Recorded information Block Start

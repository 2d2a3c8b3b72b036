//
// Copyright (c) The Holo Core Contributors
//
// SPDX-License-Identifier: MIT
//

use std::collections::BTreeMap;
use std::net::Ipv4Addr;

use rbgp_utils::bgp::AfiSafi;
use serde::{Deserialize, Serialize};

use crate::packet::consts::AddPathMode;

// Default values.
pub const DFLT_HOLDTIME: u16 = 90;
pub const DFLT_CONNECT_RETRY: u16 = 120;
pub const DFLT_RESTART_TIME: u16 = 120;

#[derive(Clone, Debug, Deserialize, Serialize)]
#[serde(default)]
pub struct InstanceCfg {
    pub asn: u32,
    pub identifier: Ipv4Addr,
    // Route reflector cluster ID. Defaults to the BGP identifier.
    pub cluster_id: Option<Ipv4Addr>,
    // Compare MED values between paths from different neighbor ASes.
    pub always_compare_med: bool,
    pub tables: BTreeMap<AfiSafi, TableCfg>,
}

#[derive(Clone, Copy, Debug, Deserialize, Serialize)]
#[serde(default)]
pub struct TableCfg {
    pub enabled: bool,
    pub path_selection: PathSelectionMode,
}

#[derive(Clone, Copy, Debug, Default, Eq, PartialEq)]
#[derive(Deserialize, Serialize)]
#[serde(rename_all = "kebab-case")]
pub enum PathSelectionMode {
    // Single best path.
    #[default]
    Best,
    // Every path sharing the best path's LOCAL_PREF.
    AllPaths,
    // The N most preferred paths.
    BestN(u32),
}

#[derive(Clone, Debug, Deserialize, Serialize)]
#[serde(default)]
pub struct NeighborCfg {
    pub peer_as: u32,
    pub role: PeerRole,
    pub holdtime: u16,
    // Defaults to one third of the hold time.
    pub keepalive: Option<u16>,
    pub connect_retry: u16,
    // Only accept connections, never initiate them.
    pub passive: bool,
    pub four_byte_asn: bool,
    pub route_refresh: bool,
    pub afi_safi: BTreeMap<AfiSafi, NeighborAfiSafiCfg>,
    pub graceful_restart: GracefulRestartCfg,
}

#[derive(Clone, Copy, Debug, Default, Eq, Ord, PartialEq, PartialOrd)]
#[derive(Deserialize, Serialize)]
#[serde(rename_all = "kebab-case")]
pub enum PeerRole {
    Ebgp,
    #[default]
    Ibgp,
    RrClient,
}

#[derive(Clone, Copy, Debug, Default, Deserialize, Serialize)]
#[serde(default)]
pub struct NeighborAfiSafiCfg {
    pub add_path: Option<AddPathMode>,
    pub graceful_restart: bool,
    pub forwarding_preserved: bool,
    pub policy: SimpleRoutingPolicy,
}

#[derive(Clone, Copy, Debug, Default, Eq, PartialEq)]
#[derive(Deserialize, Serialize)]
#[serde(rename_all = "kebab-case")]
pub enum SimpleRoutingPolicy {
    #[default]
    Default,
    // Nothing is advertised to the peer.
    AnnounceNone,
    // Nothing learned from the peer is installed.
    LearnNone,
}

#[derive(Clone, Copy, Debug, Deserialize, Serialize)]
#[serde(default)]
pub struct GracefulRestartCfg {
    pub restart_time: u16,
}

// ===== impl InstanceCfg =====

impl InstanceCfg {
    pub fn cluster_id(&self) -> Ipv4Addr {
        self.cluster_id.unwrap_or(self.identifier)
    }
}

impl Default for InstanceCfg {
    fn default() -> InstanceCfg {
        InstanceCfg {
            asn: 0,
            identifier: Ipv4Addr::UNSPECIFIED,
            cluster_id: None,
            always_compare_med: false,
            tables: [AfiSafi::Ipv4Unicast, AfiSafi::Ipv6Unicast]
                .into_iter()
                .map(|afi_safi| (afi_safi, TableCfg::default()))
                .collect(),
        }
    }
}

// ===== impl TableCfg =====

impl Default for TableCfg {
    fn default() -> TableCfg {
        TableCfg {
            enabled: true,
            path_selection: PathSelectionMode::Best,
        }
    }
}

// ===== impl NeighborCfg =====

impl NeighborCfg {
    pub fn keepalive(&self) -> u16 {
        self.keepalive.unwrap_or(self.holdtime / 3)
    }

    pub(crate) fn afi_safi(&self, afi_safi: AfiSafi) -> NeighborAfiSafiCfg {
        self.afi_safi.get(&afi_safi).copied().unwrap_or_default()
    }
}

impl Default for NeighborCfg {
    fn default() -> NeighborCfg {
        NeighborCfg {
            peer_as: 0,
            role: PeerRole::default(),
            holdtime: DFLT_HOLDTIME,
            keepalive: None,
            connect_retry: DFLT_CONNECT_RETRY,
            passive: false,
            four_byte_asn: true,
            route_refresh: true,
            afi_safi: [(AfiSafi::Ipv4Unicast, NeighborAfiSafiCfg::default())]
                .into(),
            graceful_restart: GracefulRestartCfg::default(),
        }
    }
}

// ===== impl GracefulRestartCfg =====

impl Default for GracefulRestartCfg {
    fn default() -> GracefulRestartCfg {
        GracefulRestartCfg {
            restart_time: DFLT_RESTART_TIME,
        }
    }
}

// ===== unit tests =====

#[cfg(test)]
mod tests {
    use super::*;

    #[test]
    fn neighbor_defaults() {
        let cfg: NeighborCfg =
            serde_json::from_str(r#"{"peer_as": 65001}"#).unwrap();
        assert_eq!(cfg.holdtime, 90);
        assert_eq!(cfg.keepalive(), 30);
        assert_eq!(cfg.connect_retry, 120);
        assert_eq!(cfg.graceful_restart.restart_time, 120);
        assert!(cfg.four_byte_asn);
        assert_eq!(cfg.role, PeerRole::Ibgp);
        assert_eq!(
            cfg.afi_safi(AfiSafi::Ipv6Unicast).policy,
            SimpleRoutingPolicy::Default
        );
    }

    #[test]
    fn cluster_id_defaults_to_identifier() {
        let cfg: InstanceCfg = serde_json::from_str(
            r#"{"asn": 65000, "identifier": "1.1.1.1",
                "tables": {"Ipv4Unicast": {"path_selection": {"best-n": 2}}}}"#,
        )
        .unwrap();
        assert_eq!(cfg.cluster_id(), Ipv4Addr::new(1, 1, 1, 1));
        let table = cfg.tables[&AfiSafi::Ipv4Unicast];
        assert!(table.enabled);
        assert_eq!(table.path_selection, PathSelectionMode::BestN(2));
        assert!(!cfg.tables.contains_key(&AfiSafi::Ipv6Unicast));
    }
}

Recorded information Block End

Task details: The answer must consist of every line from the entries above that contains the string "false".

Your response:
            always_compare_med: false,
            passive: false,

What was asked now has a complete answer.